In 2011 she released her first solo single, "Małe rzeczy" which reached first place on, among others, the AirPlay and AirPlay - TV chart. She also composed the hymn for the Warta Poznań sports club. On 4 July during the Lato ZET i Dwójki organized by Radio ZET and TVP2, the singer won the competition for the best song with her newly released single. On 16 July she performed at the Russian Music Festival in Zielona Góra. There, she performed "За тобой" (Za toboy) and secured third place, winning a bronze samovar. In August, she released her second solo single, "Sen o przyszłości". The track reached, among others, first place in the AirPlay chart. The music video for her track "Muzyki moc", which she recorded in 2010 with several others got the Viva Comet 2011 award for "Best on VIVA-TV.pl". on 11 October, she released the album Sen o przyszłości; the same title as her preceding single. This album reached first place on the OLiS chart. On 16 October she performed as the musical guest in the second semifinal of the second edition of Must Be the Music.

On 4 January 2012, she released the single "Karuzela". In March, she got the certificate of double platinum for her album Sen o przyszłości'. On 24 April, during the Fryderyki 2012 awards gala, she received a special award for "Song with most airplay" from Nielsen Music for her song, "Małe rzeczy".

On 8 March 2013, Grzeszczak released the single "Flirt", with which she announced her upcoming album "Komponując siebie", released 11 June the same year. The album charted in the top 10 of the OLiS chart for 16 weeks straight and peaked at number two. On 5 June the second single from this album, "Pożyczony", premiered. Three days later, Grzeszczak performed "Flirt" on the "Biggest Hits of the Year" concert during the TOPtrendy 2013 festival in Sopot. On 15 June, Grzeszczak was honored with a SuperNagroda during the Superjedynki at the L National Festival of Polish Music in Opole. On 3 August at the Eska Music Awards 2013 gala in Szczecin, she received the "best artist" award. On 24 August, she performed on the "5 Years with Muzodajnia. Biggest Hits of the Summer" concert during the second day of Top of the Top Sopot Festival 2013. There, she received a golden record for Komponując siebie and a special award for "Małe rzeczy", which had sold the most copies of any track in the five-year history of Muzodajnia.pl. 27 August marks the radio debut of "Księżniczka", the third single from Komponując siebie. In December, Grzeszczak begun her Sylwia Grzeszczak z zespołem concert tour which covered performances in seven of the biggest concert halls in Poland, such as the Łucznikczka Hall in Bydgoszcz, Dębowiec Sports Arena in Bielsko-Biała, Entertainment and Sports Hall in Koszalin, Torwar Hall in Warsaw, House of Music and Dance in Zabrze, Centennial Hall in Wrocław and Hala Arena in Poznań. Lasting from December to March, the tour was videotaped by Eska TV.

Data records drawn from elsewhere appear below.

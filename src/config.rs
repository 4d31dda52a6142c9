use serde::Deserialize;
use std::path::{Path, PathBuf};
use std::time::Duration;

use crate::dashboard_builder::{Preset, default_presets};

/// Top-level config loaded from `autobuilder.toml`.
#[derive(Debug, Clone, Deserialize)]
pub struct AutobuilderConfig {
    #[serde(default)]
    pub server: ServerConfig,
    #[serde(default)]
    pub grafana: GrafanaConfig,
    #[serde(default)]
    pub clickhouse: ClickHouseConfig,
    #[serde(default)]
    pub validation: ValidationConfig,
    #[serde(default)]
    pub style: StyleFiles,
    /// Title keyword presets. Replaces the built-in list when present.
    #[serde(default = "default_presets")]
    pub presets: Vec<Preset>,
}

impl Default for AutobuilderConfig {
    fn default() -> Self {
        Self {
            server: ServerConfig::default(),
            grafana: GrafanaConfig::default(),
            clickhouse: ClickHouseConfig::default(),
            validation: ValidationConfig::default(),
            style: StyleFiles::default(),
            presets: default_presets(),
        }
    }
}

#[derive(Debug, Clone, Deserialize)]
pub struct ServerConfig {
    #[serde(default = "default_bind")]
    pub bind: String,
}

impl Default for ServerConfig {
    fn default() -> Self {
        Self { bind: default_bind() }
    }
}

fn default_bind() -> String {
    "0.0.0.0:8080".to_string()
}

#[derive(Debug, Clone, Deserialize, Default)]
pub struct GrafanaConfig {
    pub url: Option<String>,
    pub api_key: Option<String>,
    pub folder_uid: Option<String>,
    pub org_id: Option<u64>,
    pub default_datasource_uid: Option<String>,
    /// Plugin id of the default datasource, e.g. `grafana-clickhouse-datasource`.
    pub default_datasource_type: Option<String>,
    pub timeout_secs: Option<u64>,
}

impl GrafanaConfig {
    pub fn timeout(&self) -> Option<Duration> {
        self.timeout_secs.map(Duration::from_secs)
    }
}

#[derive(Debug, Clone, Deserialize)]
pub struct ClickHouseConfig {
    #[serde(default = "default_clickhouse_url")]
    pub url: String,
    #[serde(default = "default_database")]
    pub database: String,
    #[serde(default = "default_user")]
    pub user: String,
    #[serde(default)]
    pub password: String,
}

impl Default for ClickHouseConfig {
    fn default() -> Self {
        Self {
            url: default_clickhouse_url(),
            database: default_database(),
            user: default_user(),
            password: String::new(),
        }
    }
}

fn default_clickhouse_url() -> String {
    "http://localhost:8123".to_string()
}

fn default_database() -> String {
    "default".to_string()
}

fn default_user() -> String {
    "default".to_string()
}

#[derive(Debug, Clone, Deserialize)]
pub struct ValidationConfig {
    /// Per-row dry-run limit. Unset = no limit.
    pub query_timeout_secs: Option<u64>,
    /// Days covered by the substituted time macros.
    #[serde(default = "default_window_days")]
    pub window_days: i64,
}

impl Default for ValidationConfig {
    fn default() -> Self {
        Self {
            query_timeout_secs: None,
            window_days: default_window_days(),
        }
    }
}

fn default_window_days() -> i64 {
    7
}

#[derive(Debug, Clone, Deserialize)]
pub struct StyleFiles {
    #[serde(default = "default_colors_path")]
    pub colors_path: PathBuf,
    pub panel_template_path: Option<PathBuf>,
}

impl Default for StyleFiles {
    fn default() -> Self {
        Self {
            colors_path: default_colors_path(),
            panel_template_path: None,
        }
    }
}

fn default_colors_path() -> PathBuf {
    PathBuf::from("config/visualization-colors.json")
}

impl AutobuilderConfig {
    /// Load config from a TOML file. Returns defaults if the file doesn't exist.
    pub fn load(path: impl AsRef<Path>) -> anyhow::Result<Self> {
        let path = path.as_ref();
        if !path.exists() {
            tracing::info!("config file not found at {}, using defaults", path.display());
            return Ok(Self::default());
        }
        let contents = std::fs::read_to_string(path)?;
        let config = Self::from_toml(&contents)?;
        tracing::info!("loaded config from {}", path.display());
        Ok(config)
    }

    pub fn from_toml(contents: &str) -> anyhow::Result<Self> {
        Ok(toml::from_str(contents)?)
    }

    /// Apply `GRAFANA_*` / `CLICKHOUSE_*` environment variables on top of
    /// the file values.
    pub fn apply_env(&mut self) {
        self.apply_overrides(|key| std::env::var(key).ok());
    }

    /// Blank values count as unset.
    fn apply_overrides(&mut self, lookup: impl Fn(&str) -> Option<String>) {
        let lookup = |key: &str| lookup(key).filter(|v| !v.trim().is_empty());
        let g = &mut self.grafana;
        for (key, slot) in [
            ("GRAFANA_URL", &mut g.url),
            ("GRAFANA_API_KEY", &mut g.api_key),
            ("GRAFANA_FOLDER_UID", &mut g.folder_uid),
            ("GRAFANA_DEFAULT_DATASOURCE_UID", &mut g.default_datasource_uid),
            ("GRAFANA_DEFAULT_DATASOURCE_TYPE", &mut g.default_datasource_type),
        ] {
            if let Some(value) = lookup(key) {
                *slot = Some(value);
            }
        }

        let ch = &mut self.clickhouse;
        for (key, slot) in [
            ("CLICKHOUSE_URL", &mut ch.url),
            ("CLICKHOUSE_DATABASE", &mut ch.database),
            ("CLICKHOUSE_USER", &mut ch.user),
            ("CLICKHOUSE_PASSWORD", &mut ch.password),
        ] {
            if let Some(value) = lookup(key) {
                *slot = value;
            }
        }
    }

    pub fn query_timeout(&self) -> Option<Duration> {
        self.validation.query_timeout_secs.map(Duration::from_secs)
    }
}

#[cfg(test)]
mod tests {
    use super::*;
    use std::collections::HashMap;

    #[test]
    fn defaults_without_file() {
        let config = AutobuilderConfig::load("/no/such/autobuilder.toml").unwrap();
        assert_eq!(config.server.bind, "0.0.0.0:8080");
        assert_eq!(config.clickhouse.url, "http://localhost:8123");
        assert_eq!(config.validation.window_days, 7);
        assert_eq!(config.query_timeout(), None);
        assert_eq!(config.grafana.timeout(), None);
        assert_eq!(config.presets, vec![Preset::business()]);
        assert!(config.grafana.url.is_none());
    }

    #[test]
    fn parses_all_sections() {
        let config = AutobuilderConfig::from_toml(
            r#"
            [server]
            bind = "127.0.0.1:9000"

            [grafana]
            url = "https://grafana.example.com"
            api_key = "glsa_x"
            folder_uid = "ops"
            org_id = 2
            default_datasource_uid = "ch"
            default_datasource_type = "grafana-clickhouse-datasource"
            timeout_secs = 15

            [clickhouse]
            url = "http://ch:8123"
            database = "analytics"

            [validation]
            query_timeout_secs = 30
            window_days = 1

            [style]
            colors_path = "/etc/autobuilder/colors.json"
            panel_template_path = "/etc/autobuilder/panel.json"

            [[presets]]
            keyword = "realtime"
            time_from = "now-15m"
            refresh = "10s"
            "#,
        )
        .unwrap();

        assert_eq!(config.server.bind, "127.0.0.1:9000");
        assert_eq!(config.grafana.org_id, Some(2));
        assert_eq!(config.grafana.timeout(), Some(Duration::from_secs(15)));
        assert_eq!(config.clickhouse.database, "analytics");
        assert_eq!(config.clickhouse.user, "default");
        assert_eq!(config.query_timeout(), Some(Duration::from_secs(30)));
        assert_eq!(config.validation.window_days, 1);
        assert_eq!(
            config.style.panel_template_path.as_deref(),
            Some(Path::new("/etc/autobuilder/panel.json"))
        );
        assert_eq!(config.presets.len(), 1);
        assert_eq!(config.presets[0].keyword, "realtime");
        assert!(config.presets[0].tags.is_empty());
    }

    #[test]
    fn env_overrides_file_values() {
        let mut config = AutobuilderConfig::from_toml(
            r#"
            [grafana]
            url = "http://from-file:3000"
            api_key = "file-key"
            "#,
        )
        .unwrap();
        let env: HashMap<&str, &str> = [
            ("GRAFANA_URL", "http://from-env:3000"),
            ("GRAFANA_DEFAULT_DATASOURCE_TYPE", "postgres"),
            ("CLICKHOUSE_PASSWORD", "hunter2"),
        ]
        .into_iter()
        .collect();
        config.apply_overrides(|k| env.get(k).map(|v| v.to_string()));

        assert_eq!(config.grafana.url.as_deref(), Some("http://from-env:3000"));
        assert_eq!(config.grafana.api_key.as_deref(), Some("file-key"));
        assert_eq!(config.grafana.default_datasource_type.as_deref(), Some("postgres"));
        assert_eq!(config.clickhouse.password, "hunter2");
        assert_eq!(config.clickhouse.database, "default");
    }

    #[test]
    fn blank_env_values_are_ignored() {
        let mut config = AutobuilderConfig::from_toml(
            r#"
            [grafana]
            default_datasource_uid = "ch"
            "#,
        )
        .unwrap();
        config.apply_overrides(|k| match k {
            "GRAFANA_DEFAULT_DATASOURCE_UID" | "GRAFANA_DEFAULT_DATASOURCE_TYPE" => Some(String::new()),
            "CLICKHOUSE_DATABASE" => Some("  ".to_string()),
            _ => None,
        });
        assert_eq!(config.grafana.default_datasource_uid.as_deref(), Some("ch"));
        assert_eq!(config.grafana.default_datasource_type, None);
        assert_eq!(config.clickhouse.database, "default");
    }
}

In February 2014, Grzeszczak was nominated for a music star's Wiktor award. She composed "Czarne chmury" for Liber and Mateusz Grędziński. On 30 May 2014 she performed at the "TOP" concert during the first day of TOPtrendy 2014 along ten artists with the highest number of sold albums the previous year in Poland, and secured third place. The next day, she won the "Biggest Hits of the Year" competition with "Księżniczka". On 6 June she sang "Szczęśliwej drogi już czas" with Ryszard Rynkowski at the LI National Festival of Polish Music in Opole. The day after she received a Superjedynka for "SuperArtist". She was also nominated for SuperAlbum (for Komponując siebie) and SuperPrzebój (SuperHit, for "Księżniczka"). On 24 July, her album Komponując siebie achieved double platinum status after selling 60 thousand units. On 22 August she received her seventh Eska Music Award, claiming the new record for most awards received. The following day she took part in the Polsat Sopot Festival Słowik Publiczności competition with "Księżniczka".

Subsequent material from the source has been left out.